SEOUL (BLOOMBERG) - Samsung Electronics' profit missed analysts' estimates and the company warned of weaker first-quarter results as smartphone competition intensified and memory prices remained weak.
South Korea's biggest company reported net income in the three months ended December of 6.45 trillion won (S$7.7 billion), missing the 7.3 trillion won average of estimates compiled by Bloomberg. Samsung also announced it'll increase its annual dividend payout to 9.8 trillion won and continue to return 50 per cent of free cash flow to shareholders between 2021 and 2023, maintaining its previous shareholder return program.

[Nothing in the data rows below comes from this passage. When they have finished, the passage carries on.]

//! Interceptor configuration: filter, overlays, namespace and optional
//! static secrets, loaded from YAML, TOML or JSON.

use serde::Deserialize;
use std::path::{Path, PathBuf};
use thiserror::Error;

use crate::interceptor::triggers::StaticSecretStore;

pub const DEFAULT_NAMESPACE: &str = "default";

#[derive(Debug, Error)]
pub enum ConfigError {
    #[error("cannot read {}: {source}", path.display())]
    Io {
        path: PathBuf,
        #[source]
        source: std::io::Error,
    },

    #[error("YAML config error: {0}")]
    Yaml(#[from] serde_yaml::Error),

    #[error("TOML config error: {0}")]
    Toml(#[from] toml::de::Error),

    #[error("JSON config error: {0}")]
    Json(#[from] serde_json::Error),

    #[error("invalid config: {0}")]
    Invalid(String),
}

#[derive(Debug, Clone, Copy, PartialEq, Eq)]
pub enum ConfigFormat {
    Yaml,
    Toml,
    Json,
}

impl ConfigFormat {
    /// `.yaml`/`.yml` and `.toml` by extension, JSON otherwise.
    pub fn from_path(path: &Path) -> Self {
        let ext = path
            .extension()
            .and_then(|e| e.to_str())
            .map(|e| e.to_ascii_lowercase());
        match ext.as_deref() {
            Some("yaml") | Some("yml") => ConfigFormat::Yaml,
            Some("toml") => ConfigFormat::Toml,
            _ => ConfigFormat::Json,
        }
    }
}

/// One `(key, expression)` pair merged into the output body
#[derive(Debug, Clone, PartialEq, Deserialize)]
pub struct Overlay {
    pub key: String,
    pub expression: String,
}

impl Overlay {
    pub fn new(key: impl Into<String>, expression: impl Into<String>) -> Self {
        Self {
            key: key.into(),
            expression: expression.into(),
        }
    }
}

fn default_namespace() -> String {
    DEFAULT_NAMESPACE.to_string()
}

#[derive(Debug, Clone, PartialEq, Deserialize)]
pub struct InterceptorConfig {
    /// An empty filter is the same as no filter.
    #[serde(default)]
    pub filter: Option<String>,
    #[serde(default)]
    pub overlays: Vec<Overlay>,
    #[serde(default = "default_namespace")]
    pub namespace: String,
    #[serde(default)]
    pub secrets: StaticSecretStore,
}

impl Default for InterceptorConfig {
    fn default() -> Self {
        Self {
            filter: None,
            overlays: Vec::new(),
            namespace: default_namespace(),
            secrets: StaticSecretStore::default(),
        }
    }
}

impl InterceptorConfig {
    pub fn with_filter(mut self, filter: impl Into<String>) -> Self {
        self.filter = Some(filter.into());
        self
    }

    pub fn with_overlay(mut self, key: impl Into<String>, expression: impl Into<String>) -> Self {
        self.overlays.push(Overlay::new(key, expression));
        self
    }

    pub fn with_namespace(mut self, namespace: impl Into<String>) -> Self {
        self.namespace = namespace.into();
        self
    }

    /// The filter expression, if one is set and non-blank
    pub fn filter(&self) -> Option<&str> {
        self.filter.as_deref().filter(|f| !f.trim().is_empty())
    }

    pub fn parse(contents: &str, format: ConfigFormat) -> Result<Self, ConfigError> {
        let config: InterceptorConfig = match format {
            ConfigFormat::Yaml => serde_yaml::from_str(contents)?,
            ConfigFormat::Toml => toml::from_str(contents)?,
            ConfigFormat::Json => serde_json::from_str(contents)?,
        };
        config.validate()?;
        Ok(config)
    }

    pub fn load(path: impl AsRef<Path>) -> Result<Self, ConfigError> {
        let path = path.as_ref();
        let contents = std::fs::read_to_string(path).map_err(|source| ConfigError::Io {
            path: path.to_path_buf(),
            source,
        })?;
        Self::parse(&contents, ConfigFormat::from_path(path))
    }

    pub fn validate(&self) -> Result<(), ConfigError> {
        if self.namespace.trim().is_empty() {
            return Err(ConfigError::Invalid("namespace must not be empty".to_string()));
        }
        for (i, overlay) in self.overlays.iter().enumerate() {
            if overlay.key.trim().is_empty() {
                return Err(ConfigError::Invalid(format!("overlay {} has an empty key", i)));
            }
            if overlay.expression.trim().is_empty() {
                return Err(ConfigError::Invalid(format!(
                    "overlay {} ('{}') has an empty expression",
                    i, overlay.key
                )));
            }
        }
        Ok(())
    }
}

#[cfg(test)]
mod tests {
    use super::*;
    use crate::interceptor::triggers::SecretStore;

    #[test]
    fn test_parse_yaml() {
        let config = InterceptorConfig::parse(
            r#"
filter: "header.match('X-GitHub-Event', 'push')"
overlays:
  - key: short_sha
    expression: "body.head_commit.id.truncate(7)"
  - key: repo.name
    expression: "body.repository.name"
secrets:
  ci:
    github:
      token: abc
namespace: ci
"#,
            ConfigFormat::Yaml,
        )
        .unwrap();
        assert_eq!(config.filter(), Some("header.match('X-GitHub-Event', 'push')"));
        assert_eq!(config.overlays.len(), 2);
        assert_eq!(config.overlays[1], Overlay::new("repo.name", "body.repository.name"));
        assert_eq!(config.namespace, "ci");
        assert_eq!(config.secrets.get("ci", "github", "token"), Some(b"abc".to_vec()));
    }

    #[test]
    fn test_parse_toml() {
        let config = InterceptorConfig::parse(
            r#"
filter = "body.action == 'opened'"

[[overlays]]
key = "status"
expression = "'ok'"
"#,
            ConfigFormat::Toml,
        )
        .unwrap();
        assert_eq!(config.overlays[0].key, "status");
        assert_eq!(config.namespace, DEFAULT_NAMESPACE);
        assert!(config.secrets.is_empty());
    }

    #[test]
    fn test_parse_json_defaults() {
        let config = InterceptorConfig::parse("{}", ConfigFormat::Json).unwrap();
        assert_eq!(config, InterceptorConfig::default());
        assert_eq!(config.filter(), None);
    }

    #[test]
    fn test_blank_filter_is_absent() {
        let config = InterceptorConfig::default().with_filter("  ");
        assert_eq!(config.filter(), None);
    }

    #[test]
    fn test_validation() {
        let err = InterceptorConfig::parse(
            r#"{"overlays": [{"key": "", "expression": "1"}]}"#,
            ConfigFormat::Json,
        )
        .unwrap_err();
        assert!(matches!(err, ConfigError::Invalid(_)));

        let config = InterceptorConfig::default().with_overlay("a", " ");
        assert!(config.validate().is_err());
        assert!(InterceptorConfig::default().with_namespace("").validate().is_err());
    }

    #[test]
    fn test_format_from_path() {
        assert_eq!(ConfigFormat::from_path(Path::new("a.YML")), ConfigFormat::Yaml);
        assert_eq!(ConfigFormat::from_path(Path::new("a.toml")), ConfigFormat::Toml);
        assert_eq!(ConfigFormat::from_path(Path::new("a.conf")), ConfigFormat::Json);
    }

    #[test]
    fn test_load_missing_file() {
        let err = InterceptorConfig::load("/definitely/not/here.yaml").unwrap_err();
        assert!(matches!(err, ConfigError::Io { .. }));
    }
}
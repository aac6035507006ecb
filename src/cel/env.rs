//! Evaluation environment: the declarations expressions are checked against
//! and the implementations programs are bound to.

use indexmap::IndexMap;
use std::collections::{HashMap, HashSet};
use std::sync::Arc;

use super::ast::Ast;
use super::checker::{self, CheckedAst};
use super::decls::{FunctionDecl, OverloadDecl, VariableDecl};
use super::errors::{CheckError, CompileError, EnvError, EvalError, ParseError};
use super::parser;
use super::program::{self, Program};
use super::types::Type;
use super::value::Value;

/// A bundle of declarations installed into an [`EnvBuilder`] in one step.
pub trait Library {
    fn name(&self) -> &str;
    fn install(&self, env: &mut EnvBuilder) -> Result<(), EnvError>;
}

#[derive(Debug, Clone, Default)]
pub struct Env {
    variables: IndexMap<String, Type>,
    functions: IndexMap<String, FunctionDecl>,
    constants: Arc<HashMap<String, Value>>,
}

impl Env {
    /// Start an empty environment. Install [`StandardLibrary`](super::stdlib::StandardLibrary)
    /// for operators beyond the built-in arithmetic and comparisons.
    pub fn builder() -> EnvBuilder {
        EnvBuilder::new()
    }

    pub fn parse(&self, source: &str) -> Result<Ast, ParseError> {
        parser::parse(source)
    }

    pub fn check(&self, ast: &Ast) -> Result<CheckedAst, CheckError> {
        checker::check(self, ast)
    }

    pub fn program(&self, checked: &CheckedAst) -> Result<Program, CompileError> {
        program::compile(self, checked)
    }

    pub fn variable_type(&self, name: &str) -> Option<&Type> {
        self.variables.get(name)
    }

    pub fn function(&self, name: &str) -> Option<&FunctionDecl> {
        self.functions.get(name)
    }

    pub fn variables(&self) -> impl Iterator<Item = (&str, &Type)> {
        self.variables.iter().map(|(k, v)| (k.as_str(), v))
    }

    pub fn constants(&self) -> &Arc<HashMap<String, Value>> {
        &self.constants
    }
}

pub struct EnvBuilder {
    env: Env,
    constants: HashMap<String, Value>,
    overload_ids: HashSet<String>,
}

impl EnvBuilder {
    pub fn new() -> Self {
        Self {
            env: Env::default(),
            constants: HashMap::new(),
            overload_ids: HashSet::new(),
        }
    }

    pub fn variable(&mut self, name: &str, ty: Type) -> Result<(), EnvError> {
        if self.env.variables.contains_key(name) {
            return Err(EnvError::DuplicateVariable(name.to_string()));
        }
        self.env.variables.insert(name.to_string(), ty);
        Ok(())
    }

    pub fn declare(&mut self, decls: &[VariableDecl]) -> Result<(), EnvError> {
        for decl in decls {
            self.variable(&decl.name, decl.ty.clone())?;
        }
        Ok(())
    }

    /// Declare a variable whose value is fixed when the environment is built.
    pub fn constant(&mut self, name: &str, ty: Type, value: Value) -> Result<(), EnvError> {
        self.variable(name, ty)?;
        self.constants.insert(name.to_string(), value);
        Ok(())
    }

    /// Declare overloads for `name`, merging with earlier declarations of the
    /// same function.
    pub fn function(&mut self, name: &str, overloads: Vec<OverloadDecl>) -> Result<(), EnvError> {
        for overload in &overloads {
            if self.overload_ids.contains(&overload.id) {
                return Err(EnvError::DuplicateOverload(overload.id.clone()));
            }
            if overload.member && overload.params.is_empty() {
                return Err(EnvError::MissingReceiver {
                    function: name.to_string(),
                    overload: overload.id.clone(),
                });
            }
        }
        self.overload_ids
            .extend(overloads.iter().map(|o| o.id.clone()));
        self.env
            .functions
            .entry(name.to_string())
            .or_insert_with(|| FunctionDecl {
                name: name.to_string(),
                overloads: Vec::new(),
            })
            .overloads
            .extend(overloads);
        Ok(())
    }

    /// Attach an implementation to an already declared overload.
    pub fn bind<F>(&mut self, overload_id: &str, f: F) -> Result<(), EnvError>
    where
        F: Fn(&[Value]) -> Result<Value, EvalError> + Send + Sync + 'static,
    {
        let overload = self
            .env
            .functions
            .values_mut()
            .flat_map(|decl| decl.overloads.iter_mut())
            .find(|o| o.id == overload_id)
            .ok_or_else(|| EnvError::UnknownOverload(overload_id.to_string()))?;
        overload.handler = Some(Arc::new(f));
        Ok(())
    }

    pub fn library(&mut self, library: &dyn Library) -> Result<(), EnvError> {
        library.install(self)
    }

    pub fn build(self) -> Env {
        let mut env = self.env;
        env.constants = Arc::new(self.constants);
        env
    }
}

impl Default for EnvBuilder {
    fn default() -> Self {
        Self::new()
    }
}

#[cfg(test)]
mod tests {
    use super::*;
    use crate::cel::activation::Activation;

    struct Answer;

    impl Library for Answer {
        fn name(&self) -> &str {
            "answer"
        }

        fn install(&self, env: &mut EnvBuilder) -> Result<(), EnvError> {
            env.constant("answer", Type::Int, Value::Int(42))?;
            env.function(
                "twice",
                vec![OverloadDecl::global("twice_int", vec![Type::Int], Type::Int)
                    .with_impl(|args| match args {
                        [Value::Int(n)] => Ok(Value::Int(n * 2)),
                        _ => Err(EvalError::no_overload("twice", &[])),
                    })],
            )
        }
    }

    #[test]
    fn test_duplicate_variable_rejected() {
        let mut b = Env::builder();
        b.variable("body", Type::Dyn).unwrap();
        assert_eq!(
            b.variable("body", Type::String),
            Err(EnvError::DuplicateVariable("body".into()))
        );
    }

    #[test]
    fn test_declare_many() {
        let mut b = Env::builder();
        let decls = vec![
            VariableDecl { name: "a".into(), ty: Type::Int },
            VariableDecl { name: "b".into(), ty: Type::String },
        ];
        b.declare(&decls).unwrap();
        assert_eq!(b.declare(&decls[1..]), Err(EnvError::DuplicateVariable("b".into())));
        let env = b.build();
        assert_eq!(env.variables().count(), 2);
    }

    #[test]
    fn test_duplicate_overload_rejected() {
        let mut b = Env::builder();
        let decl = || vec![OverloadDecl::global("f_int", vec![Type::Int], Type::Int)];
        b.function("f", decl()).unwrap();
        assert_eq!(b.function("g", decl()), Err(EnvError::DuplicateOverload("f_int".into())));
    }

    #[test]
    fn test_member_without_receiver_rejected() {
        let mut b = Env::builder();
        let err = b
            .function("f", vec![OverloadDecl::member("f_none", vec![], Type::Int)])
            .unwrap_err();
        assert!(matches!(err, EnvError::MissingReceiver { .. }));
    }

    #[test]
    fn test_functions_merge_overloads() {
        let mut b = Env::builder();
        b.function("f", vec![OverloadDecl::global("f_int", vec![Type::Int], Type::Int)]).unwrap();
        b.function("f", vec![OverloadDecl::global("f_string", vec![Type::String], Type::Int)]).unwrap();
        let env = b.build();
        assert_eq!(env.function("f").unwrap().overloads.len(), 2);
    }

    #[test]
    fn test_bind_unknown_overload() {
        let mut b = Env::builder();
        assert_eq!(
            b.bind("missing", |_| Ok(Value::Null)),
            Err(EnvError::UnknownOverload("missing".into()))
        );
    }

    #[test]
    fn test_library_constants_and_functions_evaluate() {
        let mut b = Env::builder();
        b.library(&Answer).unwrap();
        let env = b.build();
        assert_eq!(env.variable_type("answer"), Some(&Type::Int));

        let ast = env.parse("twice(answer)").unwrap();
        let checked = env.check(&ast).unwrap();
        let program = env.program(&checked).unwrap();
        assert_eq!(program.eval(&Activation::new()).unwrap(), Value::Int(84));
    }

    #[test]
    fn test_deferred_binding() {
        let mut b = Env::builder();
        b.function("late", vec![OverloadDecl::global("late_0", vec![], Type::String)]).unwrap();
        let unbound = {
            let env = Env {
                variables: IndexMap::new(),
                functions: b.env.functions.clone(),
                constants: Arc::new(HashMap::new()),
            };
            let checked = env.check(&env.parse("late()").unwrap()).unwrap();
            env.program(&checked).unwrap_err()
        };
        assert!(matches!(unbound, CompileError::UnboundOverload { .. }));

        b.bind("late_0", |_| Ok(Value::from("bound"))).unwrap();
        let env = b.build();
        let checked = env.check(&env.parse("late()").unwrap()).unwrap();
        let program = env.program(&checked).unwrap();
        assert_eq!(program.eval(&Activation::new()).unwrap(), Value::from("bound"));
    }
}
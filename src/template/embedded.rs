// Embedded template bundle - default notification templates compiled in

/// Name under which the default bundle is registered, in addition to the
/// "self" authority alias.
pub const DEFAULT_BUNDLE_NAME: &str = "default-templates";

/// Default notification templates bundled with the binary, keyed by
/// `{channel}/{credential}-{category}.yml`.
pub fn default_templates() -> &'static [(&'static str, &'static str)] {
    &[
        (
            "email/password-warning.yml",
            include_str!("../../templates/email/password-warning.yml"),
        ),
        (
            "email/password-expired.yml",
            include_str!("../../templates/email/password-expired.yml"),
        ),
        (
            "email/accessKey-warning.yml",
            include_str!("../../templates/email/accessKey-warning.yml"),
        ),
        (
            "email/accessKey-expired.yml",
            include_str!("../../templates/email/accessKey-expired.yml"),
        ),
        (
            "slack/password-warning.yml",
            include_str!("../../templates/slack/password-warning.yml"),
        ),
        (
            "slack/password-expired.yml",
            include_str!("../../templates/slack/password-expired.yml"),
        ),
        (
            "slack/accessKey-warning.yml",
            include_str!("../../templates/slack/accessKey-warning.yml"),
        ),
        (
            "slack/accessKey-expired.yml",
            include_str!("../../templates/slack/accessKey-expired.yml"),
        ),
    ]
}

#[cfg(test)]
mod tests {
    use super::*;

    #[test]
    fn test_every_channel_kind_category_combination_is_bundled() {
        let templates = default_templates();

        for channel in ["email", "slack"] {
            for credential in ["password", "accessKey"] {
                for category in ["warning", "expired"] {
                    let key = format!("{}/{}-{}.yml", channel, credential, category);
                    assert!(
                        templates.iter().any(|(k, _)| *k == key),
                        "missing bundled template {}",
                        key
                    );
                }
            }
        }
    }

    #[test]
    fn test_bundled_templates_are_nonempty() {
        for (key, content) in default_templates() {
            assert!(!content.trim().is_empty(), "empty template {}", key);
        }
    }
}
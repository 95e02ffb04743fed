// CredNag configuration

use crate::Result;
use serde::{Deserialize, Serialize};
use std::fs;
use std::path::Path;

/// Environment variable overrides applied on top of the settings file.
/// Only secrets are overridable this way so they can stay out of the file.
pub const ENV_SLACK_OAUTH_TOKEN: &str = "CREDNAG_SLACK_OAUTH_TOKEN";
pub const ENV_SMTP_USERNAME: &str = "CREDNAG_SMTP_USERNAME";
pub const ENV_SMTP_PASSWORD: &str = "CREDNAG_SMTP_PASSWORD";

/// Main settings for a CredNag run
#[derive(Debug, Clone, Serialize, Deserialize)]
#[serde(default)]
pub struct Settings {
    /// Maximum age of a console password, in days
    pub password_expired_in_days: i64,
    /// Maximum age of an access key, in days
    pub access_key_expired_in_days: i64,
    /// Days before expiration at which early-warning notifications start
    /// (0 disables the warning window)
    pub early_warning_in_days: i64,
    /// Maximum number of principals notified per run (0 = unlimited)
    pub notification_count_limit: usize,
    /// Locator template resolving to notification template content,
    /// keyed by channel, credential kind and category
    pub template_url: String,
    pub email: EmailSettings,
    pub slack: SlackSettings,
}

/// Email channel settings. A non-empty `from` address enables the channel.
#[derive(Debug, Clone, Serialize, Deserialize)]
#[serde(default)]
pub struct EmailSettings {
    /// Sender address; leaving this empty disables email notifications
    pub from: String,
    /// Fallback recipient when a principal has no email tag
    pub default_to: String,
    /// Recipient used unconditionally, overriding any email tag
    pub always_to: String,
    pub smtp_server: String,
    pub smtp_port: u16,
    pub username: String,
    pub password: String,
    pub use_starttls: bool,
}

/// Slack channel settings. A non-empty `oauth_token` enables the channel.
#[derive(Debug, Clone, Serialize, Deserialize)]
#[serde(default)]
pub struct SlackSettings {
    /// Bot OAuth token; leaving this empty disables Slack notifications
    pub oauth_token: String,
    /// Fallback address when a principal has no slack tag.
    /// Can be a channel (starts with '#') or a user (starts with '@').
    pub default_to: String,
    /// Address used unconditionally, overriding any slack tag
    pub always_to: String,
}

impl Default for Settings {
    fn default() -> Self {
        Self {
            password_expired_in_days: 90,
            access_key_expired_in_days: 90,
            early_warning_in_days: 5,
            notification_count_limit: 0,
            template_url:
                "embedded://self/{{notification_method}}/{{notification.credential}}-{{notification.category}}.yml"
                    .to_string(),
            email: EmailSettings::default(),
            slack: SlackSettings::default(),
        }
    }
}

impl Default for EmailSettings {
    fn default() -> Self {
        Self {
            from: String::new(),
            default_to: String::new(),
            always_to: String::new(),
            smtp_server: String::new(),
            smtp_port: 587,
            username: String::new(),
            password: String::new(),
            use_starttls: true,
        }
    }
}

impl Default for SlackSettings {
    fn default() -> Self {
        Self {
            oauth_token: String::new(),
            default_to: String::new(),
            always_to: String::new(),
        }
    }
}

impl Settings {
    /// Load settings from a TOML file (or defaults when no path is given),
    /// then apply environment overrides for secrets.
    pub fn load(path: Option<&Path>) -> Result<Self> {
        let mut settings = match path {
            Some(path) => Self::from_file(path)?,
            None => Self::default(),
        };
        settings.apply_env_overrides();
        settings.validate()?;
        Ok(settings)
    }

    /// Load settings from a TOML file
    pub fn from_file<P: AsRef<Path>>(path: P) -> Result<Self> {
        let contents = fs::read_to_string(path.as_ref()).map_err(|e| {
            anyhow::anyhow!("Failed to read settings file {:?}: {}", path.as_ref(), e)
        })?;

        let settings: Settings = toml::from_str(&contents)
            .map_err(|e| anyhow::anyhow!("Failed to parse TOML settings: {}", e))?;

        Ok(settings)
    }

    /// Save settings to a TOML file
    pub fn save_to_file<P: AsRef<Path>>(&self, path: P) -> Result<()> {
        let toml_str = toml::to_string_pretty(self)
            .map_err(|e| anyhow::anyhow!("Failed to serialize settings: {}", e))?;

        fs::write(path.as_ref(), toml_str).map_err(|e| {
            anyhow::anyhow!("Failed to write settings file {:?}: {}", path.as_ref(), e)
        })?;

        Ok(())
    }

    fn apply_env_overrides(&mut self) {
        if let Ok(token) = std::env::var(ENV_SLACK_OAUTH_TOKEN) {
            self.slack.oauth_token = token;
        }
        if let Ok(username) = std::env::var(ENV_SMTP_USERNAME) {
            self.email.username = username;
        }
        if let Ok(password) = std::env::var(ENV_SMTP_PASSWORD) {
            self.email.password = password;
        }
    }

    fn validate(&self) -> Result<()> {
        if self.password_expired_in_days < 0
            || self.access_key_expired_in_days < 0
            || self.early_warning_in_days < 0
        {
            return Err(crate::NagError::Config {
                message: "age thresholds must not be negative".to_string(),
            }
            .into());
        }
        if self.email_enabled() && self.email.smtp_server.is_empty() {
            return Err(crate::NagError::Config {
                message: "email.smtp_server is required when email.from is set".to_string(),
            }
            .into());
        }
        Ok(())
    }

    /// Email notifications are enabled iff a sender address is configured
    pub fn email_enabled(&self) -> bool {
        !self.email.from.is_empty()
    }

    /// Slack notifications are enabled iff an OAuth token is configured
    pub fn slack_enabled(&self) -> bool {
        !self.slack.oauth_token.is_empty()
    }

    /// Get list of enabled notification channels
    pub fn enabled_channels(&self) -> Vec<String> {
        let mut channels = Vec::new();

        if self.email_enabled() {
            channels.push("email".to_string());
        }
        if self.slack_enabled() {
            channels.push("slack".to_string());
        }

        channels
    }
}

The company disclosed preliminary numbers earlier this month that showed operating profit rose by 26 per cent. Shares fell as much as 2.8 per cent in Seoul on Thursday (Jan 28).
Coming off a strong third quarter of mobile sales, the world's largest smartphone maker struggled in the holiday period as Apple introduced its first 5G-capable iPhones and Chinese rivals put up fierce competition. Memory chip prices were weak during the period, though demand is starting to gradually improve and Samsung expects a recovery in the first half of the year.
A strong won and costs associated with new production lines weighed on its semiconductor business, the company said. Operating profit for the semiconductor unit was 3.85 trillion won, short of the 4.62 trillion estimate from analysts.
Demand for more powerful 5G smartphones along with server inventory buildup is expected to drive a long-awaited rebound in memory chip prices and "analysts are busy upgrading their memory price estimates," said Yungsan Choi, analyst at Ebest Investment & Securities. Component supplier Murata Manufacturing and chipmaker MediaTek both anticipate more than half a billion 5G handsets to be shipped this year.
Samsung's business is showing signs of growth at a time when its de-facto leader, billionaire heir Jay Y. Lee, is back in prison following his sentencing on bribery charges. Its foundry business, which fabricates chips for others, and display panel division both posted quarterly records. The company anticipates "robust" sales of smartphones, having launched its new Galaxy flagship handset family earlier than usual this year.
Chipmakers Intel and Micron Technology gave a bullish forecast for the first quarter of this year on continued demand for computers and phones that enable working and studying from home. Taiwan Semiconductor Manufacturing Co is planning another record-breaking year of investment with as much as US$28 billion (S$37.3 billion) set aside to expand and improve its production capacity at a time of silicon supply shortages affecting everyone from global automakers to mobile tech giants like Apple and Qualcomm.
Samsung's foundry business is expected to expand with the addition of Intel as a customer. The two companies have discussed development and production of Intel's mainboard chipsets over the last two years and Samsung will produce the chipset at its Austin, Texas plant starting from this quarter, Meritz Securities said in a note.
The existing Austin fab is capable of operating on a 14-nanometer process. With rising expectations of growth in the foundry market, Samsung is considering building a cutting-edge logic chipmaking plant in the region that would be capable of fabricating chips as advanced as 3nm in the future, Bloomberg News reported earlier.